● **Work request**
Go through the data and copy each line where the word "environment" shows up.

● **Data in this exercise**
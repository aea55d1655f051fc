//! Shared test helpers for configuration tests.

use ortho_config::MergeComposer;
use serde_json::Value;

use crate::RatingsConfig;

/// Applies a configuration layer to the composer based on the layer type.
pub fn apply_layer(composer: &mut MergeComposer, layer_type: &str, value: Value) {
    match layer_type {
        "defaults" => composer.push_defaults(value),
        "file" => composer.push_file(value, None),
        "environment" => composer.push_environment(value),
        "cli" => composer.push_cli(value),
        _ => panic!("unknown layer type: {layer_type}"),
    }
}

/// Composes a [`RatingsConfig`] from a sequence of `(layer_type, value)` pairs.
pub fn build_config_from_layers(layers: &[(&str, Value)]) -> RatingsConfig {
    let mut composer = MergeComposer::new();

    for (layer_type, value) in layers {
        apply_layer(&mut composer, layer_type, value.clone());
    }

    RatingsConfig::merge_from_layers(composer.layers()).expect("merge should succeed")
}
//! Host runtime handshake.
//!
//! The rating panel does not open its document store directly. It asks the
//! host runtime for an access token and the extension data service, then
//! asks that service for a data manager scoped to the current extension.
//! [`connect`] runs that sequence; [`LocalHost`] is the host used by the
//! terminal application.

mod error;
mod local;

use std::fmt;
use std::time::Instant;

use async_trait::async_trait;

pub use error::HostError;
pub use local::{LocalDataService, LocalHost, StoreBackend, local_access_token};

use crate::store::StoreHandle;
use crate::telemetry::{TelemetryEvent, TelemetrySink};

/// Well-known id of the extension data service.
pub const EXTENSION_DATA_SERVICE_ID: &str = "ms.vss-features.extension-data-service";

/// Opaque credential handed to the data service.
#[derive(Clone, PartialEq, Eq)]
pub struct AccessToken(String);

impl AccessToken {
    /// Wraps a token value.
    ///
    /// # Errors
    ///
    /// Returns [`HostError::InvalidAccessToken`] when `value` is blank.
    pub fn new(value: impl Into<String>) -> Result<Self, HostError> {
        let token = value.into();
        if token.trim().is_empty() {
            return Err(HostError::InvalidAccessToken);
        }
        Ok(Self(token))
    }

    /// Returns the token value.
    #[must_use]
    pub fn value(&self) -> &str {
        &self.0
    }
}

impl fmt::Debug for AccessToken {
    fn fmt(&self, f: &mut fmt::Formatter<'_>) -> fmt::Result {
        f.write_str("AccessToken(***)")
    }
}

/// Identity of the running extension.
#[derive(Debug, Clone, PartialEq, Eq)]
pub struct ExtensionContext {
    /// Fully qualified extension id; documents are scoped to it.
    pub id: String,
}

/// Services offered by the host the panel is embedded in.
#[cfg_attr(test, mockall::automock)]
#[async_trait]
pub trait HostRuntime: Send + Sync {
    /// Completes when the host has finished initialising.
    async fn ready(&self) -> Result<(), HostError>;

    /// Returns a credential for the data service.
    async fn access_token(&self) -> Result<AccessToken, HostError>;

    /// Resolves a service by its well-known id.
    async fn data_service(
        &self,
        service_id: &str,
    ) -> Result<Box<dyn ExtensionDataService>, HostError>;

    /// Returns the identity of the running extension.
    fn extension_context(&self) -> Result<ExtensionContext, HostError>;
}

/// Hands out document stores scoped to an extension.
#[cfg_attr(test, mockall::automock)]
#[async_trait]
pub trait ExtensionDataService: Send + Sync {
    /// Returns the data manager for `extension_id`.
    async fn data_manager(
        &self,
        extension_id: &str,
        token: &AccessToken,
    ) -> Result<StoreHandle, HostError>;
}

/// Runs the host handshake and returns the scoped store handle.
///
/// The steps run strictly in order (ready, access token, data service, data
/// manager) and the first failure ends the handshake.
///
/// # Errors
///
/// Returns the [`HostError`] of the step that failed.
pub async fn connect(
    host: &dyn HostRuntime,
    telemetry: &dyn TelemetrySink,
) -> Result<StoreHandle, HostError> {
    let started = Instant::now();

    host.ready().await?;
    tracing::debug!("host runtime ready");

    let token = host.access_token().await?;
    tracing::debug!("obtained access token");

    let service = host.data_service(EXTENSION_DATA_SERVICE_ID).await?;
    tracing::debug!(service_id = EXTENSION_DATA_SERVICE_ID, "resolved data service");

    let context = host.extension_context()?;
    let handle = service.data_manager(&context.id, &token).await?;
    tracing::debug!(extension_id = %context.id, "resolved data manager");

    telemetry.record(TelemetryEvent::StoreConnected {
        extension_id: context.id,
        latency_ms: u64::try_from(started.elapsed().as_millis()).unwrap_or(u64::MAX),
    });
    Ok(handle)
}
//! `Model` trait implementation for the rating TUI application.
//!
//! This module contains the `bubbletea_rs::Model` trait implementation for
//! `RatingApp`, handling initialisation, update dispatch, and view rendering.

use std::any::Any;

use bubbletea_rs::{Cmd, Model};
use unicode_width::UnicodeWidthChar;

use super::RatingApp;
use crate::tui::input::map_key_to_message;
use crate::tui::messages::AppMsg;

impl Model for RatingApp {
    fn init() -> (Self, Option<Cmd>) {
        let model = Self::new(crate::tui::get_toast_timings());

        // The handshake result arrives as the first panel event.
        (model, Some(Self::connect_cmd()))
    }

    fn update(&mut self, msg: Box<dyn Any + Send>) -> Option<Cmd> {
        if let Some(app_msg) = msg.downcast_ref::<AppMsg>() {
            return self.handle_message(app_msg);
        }

        if let Some(key_msg) = msg.downcast_ref::<bubbletea_rs::event::KeyMsg>() {
            if self.show_help {
                return self.handle_message(&AppMsg::ToggleHelp);
            }
            if let Some(mapped) = map_key_to_message(key_msg, self.focus) {
                return self.handle_message(&mapped);
            }
        }

        if let Some(size_msg) = msg.downcast_ref::<bubbletea_rs::event::WindowSizeMsg>() {
            let resize_msg = AppMsg::WindowResized {
                width: size_msg.width,
                height: size_msg.height,
            };
            return self.handle_message(&resize_msg);
        }

        None
    }

    fn view(&self) -> String {
        if self.show_help {
            return self.normalise_viewport(&self.render_help_overlay());
        }

        let mut output = String::new();
        output.push_str(&self.render_header());
        output.push('\n');
        output.push_str(&self.render_form());
        output.push('\n');
        output.push_str(&self.render_toast());
        output.push_str(&self.render_status_bar());

        self.normalise_viewport(&output)
    }
}

impl RatingApp {
    /// Normalises the rendered frame to terminal dimensions.
    ///
    /// Rows are clamped to one column less than the terminal width to avoid
    /// autowrap, and padded with spaces so shorter frames clear stale cells.
    pub(super) fn normalise_viewport(&self, output: &str) -> String {
        let width = usize::from(self.width.max(1));
        let safe_width = width.saturating_sub(1).max(1);
        let height = usize::from(self.height.max(1));

        let mut lines: Vec<String> = output
            .lines()
            .map(|line| pad_or_truncate_line(line, safe_width))
            .collect();
        lines.truncate(height);

        let missing = height.saturating_sub(lines.len());
        let blank = " ".repeat(safe_width);
        lines.extend(std::iter::repeat_with(|| blank.clone()).take(missing));

        let mut normalised = lines.join("\n");
        normalised.push('\n');
        normalised
    }
}

/// Pads or truncates `line` to `width` visible columns.
///
/// ANSI escape sequences are copied through without counting towards the
/// width, and a reset is appended if truncation cut off the closing one.
fn pad_or_truncate_line(line: &str, width: usize) -> String {
    let mut output = String::new();
    let mut visible = 0_usize;
    let mut in_escape = false;
    let mut had_ansi = false;
    let mut ended_with_reset = false;

    for ch in line.chars() {
        if in_escape {
            output.push(ch);
            ended_with_reset = ch == 'm';
            in_escape = !ch.is_ascii_alphabetic();
            continue;
        }
        if ch == '\x1b' {
            output.push(ch);
            in_escape = true;
            had_ansi = true;
            ended_with_reset = false;
            continue;
        }

        let char_width = UnicodeWidthChar::width(ch).unwrap_or(0);
        if visible.saturating_add(char_width) > width {
            break;
        }
        output.push(ch);
        visible = visible.saturating_add(char_width);
    }

    output.push_str(&" ".repeat(width.saturating_sub(visible)));
    if had_ansi && !ended_with_reset {
        output.push_str("\x1b[0m");
    }
    output
}
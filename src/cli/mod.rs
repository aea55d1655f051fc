//! CLI operation mode handlers.
//!
//! This module contains the implementations for the operation modes:
//! - [`migrations`]: Database schema migrations
//! - [`rating_tui`]: Interactive rating panel

pub mod migrations;
pub mod rating_tui;
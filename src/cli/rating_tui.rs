//! TUI mode for rating cars.
//!
//! This module provides the entry point for the interactive rating panel. It
//! builds the local host from configuration, hands the startup context to the
//! TUI through module-level storage, and runs the bubbletea-rs program.

use std::io::{self, Write};
use std::sync::Arc;

use bubbletea_rs::Program;

use carrate::telemetry::{NoopTelemetrySink, TelemetrySink};
use carrate::tui::{
    RatingApp, set_host_runtime, set_initial_terminal_size, set_telemetry_sink,
    set_toast_timings,
};
use carrate::{AppError, RatingsConfig};

/// Runs the interactive rating panel.
///
/// # Errors
///
/// Returns an error if:
/// - The extension id or access token is invalid
/// - The TUI fails to initialise or exits abnormally
pub async fn run(config: &RatingsConfig) -> Result<(), AppError> {
    let telemetry: Arc<dyn TelemetrySink> = Arc::new(panel_telemetry_sink());
    let host = config.local_host()?.with_telemetry(Arc::clone(&telemetry));
    tracing::debug!(
        "starting rating panel for extension {}",
        config.extension_id
    );

    // Startup context is read by `RatingApp::init()`. If already set (e.g.
    // re-running the TUI in the same process), the existing values remain.
    let _ = set_host_runtime(Arc::new(host));
    let _ = set_toast_timings(config.toast_timings());
    let _ = set_telemetry_sink(telemetry);
    if let Ok((width, height)) = crossterm::terminal::size() {
        let _ = set_initial_terminal_size(width, height);
    }

    run_tui().await.map_err(|error| AppError::Terminal {
        message: error.to_string(),
    })
}

/// Returns the sink for host and panel telemetry while the TUI runs.
///
/// The alternate screen owns the terminal, so nothing may write JSON lines to
/// stderr underneath it; `--migrate-db` is the only stderr telemetry mode.
const fn panel_telemetry_sink() -> NoopTelemetrySink {
    NoopTelemetrySink
}

/// Runs the bubbletea-rs program with the `RatingApp` model.
async fn run_tui() -> Result<(), bubbletea_rs::Error> {
    let program = Program::<RatingApp>::builder().alt_screen(true).build()?;

    program.run().await?;

    // Ensure stdout is flushed
    io::stdout().flush().ok();

    Ok(())
}
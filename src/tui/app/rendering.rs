//! Rendering logic for the rating TUI application.
//!
//! This module contains the view rendering methods that produce string output
//! for display in the terminal. These are pure query methods that read state
//! without modification.

use super::RatingApp;
use crate::rating::RatingAxis;
use crate::tui::components::{TextFieldProps, slider, text_field, toast_view};
use crate::tui::input::Focus;

impl RatingApp {
    /// Renders the header bar.
    pub(super) fn render_header(&self) -> String {
        let title = "Car Ratings";
        let busy_indicator = if self.panel.is_ready() {
            ""
        } else {
            " [Working...]"
        };
        format!("{title}{busy_indicator}\n")
    }

    /// Renders the name field, one slider per axis and the action hints.
    pub(super) fn render_form(&self) -> String {
        let disabled = !self.panel.is_ready();
        let name = text_field::view(&TextFieldProps {
            label: "Car",
            value: &self.panel.draft().id,
            placeholder: "type a car name",
            focused: self.focus == Focus::Name,
            disabled,
        });

        let mut output = name;
        output.push_str("\n\n");
        for axis in RatingAxis::ALL {
            output.push_str(&slider::view(&self.slider_props(axis)));
            output.push('\n');
        }
        output.push('\n');
        output.push_str("Enter:load  Ctrl-N:new  Ctrl-S:save  Ctrl-D:delete all\n");
        output
    }

    /// Renders the toast line, blank while no notice is shown.
    pub(super) fn render_toast(&self) -> String {
        format!("{}\n", toast_view::view(self.panel.toast()))
    }

    /// Renders the status bar with connection state and help hints.
    pub(super) fn render_status_bar(&self) -> String {
        let connection = if self.panel.is_connected() {
            "Store: connected"
        } else {
            "Store: connecting"
        };
        format!("{connection}  Tab:next field  F1:help  Esc:quit\n")
    }

    /// Renders the help overlay.
    pub(super) fn render_help_overlay(&self) -> String {
        if !self.show_help {
            return String::new();
        }

        let help_text = r"
=== Keyboard Shortcuts ===

Fields:
  Tab, Down      Next field
  Shift-Tab, Up  Previous field
  text keys      Edit car name
  Backspace      Delete one character
  Left, Right    Lower or raise the focused rating
  Home, End      Set the focused rating to 0 or 5
  0-5            Set the focused rating

Operations:
  Enter          Load the rating for the typed car name
  Ctrl-N         Start a new rating
  Ctrl-S         Save the current rating
  Ctrl-D         Delete every stored rating

Other:
  F1             Toggle this help
  Esc, Ctrl-C    Quit

Press any key to close this help.
";
        help_text.to_owned()
    }
}
//! Bounded slider for a single rating axis.
//!
//! The slider keeps no state of its own: [`view`] renders the props it is
//! given and [`interact`] turns a key action into the change the owner
//! should apply.

use crate::rating::{RatingAxis, Score};

/// Width of the label column.
const LABEL_WIDTH: usize = 10;

const FILLED: char = '■';
const EMPTY: char = '□';

/// Inputs for rendering and driving a slider.
#[derive(Debug, Clone, Copy, PartialEq, Eq)]
pub struct SliderProps {
    /// Human-readable label.
    pub label: &'static str,
    /// Axis the slider edits.
    pub name: RatingAxis,
    /// Current value.
    pub value: Score,
    /// Whether input is ignored.
    pub disabled: bool,
    /// Whether the slider has keyboard focus.
    pub focused: bool,
}

impl SliderProps {
    /// Creates props for `axis` showing `value`, unfocused and enabled.
    #[must_use]
    pub const fn for_axis(axis: RatingAxis, value: Score) -> Self {
        Self {
            label: axis.label(),
            name: axis,
            value,
            disabled: false,
            focused: false,
        }
    }
}

/// Key-level requests a slider understands.
#[derive(Debug, Clone, Copy, PartialEq, Eq)]
pub enum SliderAction {
    /// Raise the value by one.
    Increment,
    /// Lower the value by one.
    Decrement,
    /// Jump to an exact value.
    Set(u8),
    /// Jump to the lowest value.
    Minimum,
    /// Jump to the highest value.
    Maximum,
}

/// A value change reported by a slider.
#[derive(Debug, Clone, Copy, PartialEq, Eq)]
pub struct SliderChange {
    /// Axis that changed.
    pub name: RatingAxis,
    /// New value.
    pub value: Score,
}

/// Renders `props` as one line: label, bar and numeric value.
///
/// Focused sliders are prefixed with `>`; disabled sliders are dimmed.
#[must_use]
pub fn view(props: &SliderProps) -> String {
    let marker = if props.focused { '>' } else { ' ' };
    let filled = usize::from(props.value.get());
    let empty = usize::from(Score::MAX.get()).saturating_sub(filled);
    let bar: String = std::iter::repeat_n(FILLED, filled)
        .chain(std::iter::repeat_n(EMPTY, empty))
        .collect();
    let line = format!(
        "{marker} {label:<LABEL_WIDTH$} [{bar}] {value}",
        label = props.label,
        value = props.value,
    );

    if props.disabled {
        format!("\x1b[2m{line}\x1b[0m")
    } else {
        line
    }
}

/// Applies `action` to `props`, returning the resulting change.
///
/// Returns `None` when the slider is disabled or when [`SliderAction::Set`]
/// asks for a value outside the score range. Steps saturate at the bounds.
#[must_use]
pub fn interact(props: &SliderProps, action: SliderAction) -> Option<SliderChange> {
    if props.disabled {
        return None;
    }

    let value = match action {
        SliderAction::Increment => props.value.step_up(),
        SliderAction::Decrement => props.value.step_down(),
        SliderAction::Set(raw) => Score::new(raw).ok()?,
        SliderAction::Minimum => Score::MIN,
        SliderAction::Maximum => Score::MAX,
    };

    Some(SliderChange {
        name: props.name,
        value,
    })
}
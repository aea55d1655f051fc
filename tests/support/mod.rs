//! Shared test utilities.

use tempfile::TempDir;

pub mod runtime;

/// Creates a temporary directory for database tests.
///
/// # Panics
///
/// Panics if the temporary directory cannot be created.
pub fn create_temp_dir() -> TempDir {
    TempDir::new().unwrap_or_else(|error| panic!("failed to create temporary directory: {error}"))
}

/// Returns a database path inside `temp_dir`.
pub fn database_url_in(temp_dir: &TempDir) -> String {
    temp_dir
        .path()
        .join("ratings.sqlite")
        .to_string_lossy()
        .to_string()
}
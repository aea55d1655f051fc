//! Carrate CLI entrypoint for the car rating panel.

use std::io::{self, Write};
use std::process::ExitCode;

use carrate::{AppError, OperationMode, RatingsConfig};
use ortho_config::OrthoConfig;

mod cli;

#[tokio::main]
async fn main() -> ExitCode {
    match run().await {
        Ok(()) => ExitCode::SUCCESS,
        Err(error) => {
            if writeln!(io::stderr().lock(), "{error}").is_err() {
                return ExitCode::FAILURE;
            }
            ExitCode::FAILURE
        }
    }
}

async fn run() -> Result<(), AppError> {
    let config = load_config()?;
    config.validate()?;

    match config.operation_mode() {
        OperationMode::MigrateDatabase => cli::migrations::run(&config),
        OperationMode::RatingPanel => cli::rating_tui::run(&config).await,
    }
}

/// Loads configuration from CLI, environment, and files.
///
/// # Errors
///
/// Returns [`AppError::Configuration`] when ortho-config fails to parse
/// arguments or load configuration files.
fn load_config() -> Result<RatingsConfig, AppError> {
    RatingsConfig::load().map_err(|error| AppError::Configuration {
        message: error.to_string(),
    })
}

● **Answer for this exercise**
        "environment" => composer.push_environment(value),
/// Loads configuration from CLI, environment, and files.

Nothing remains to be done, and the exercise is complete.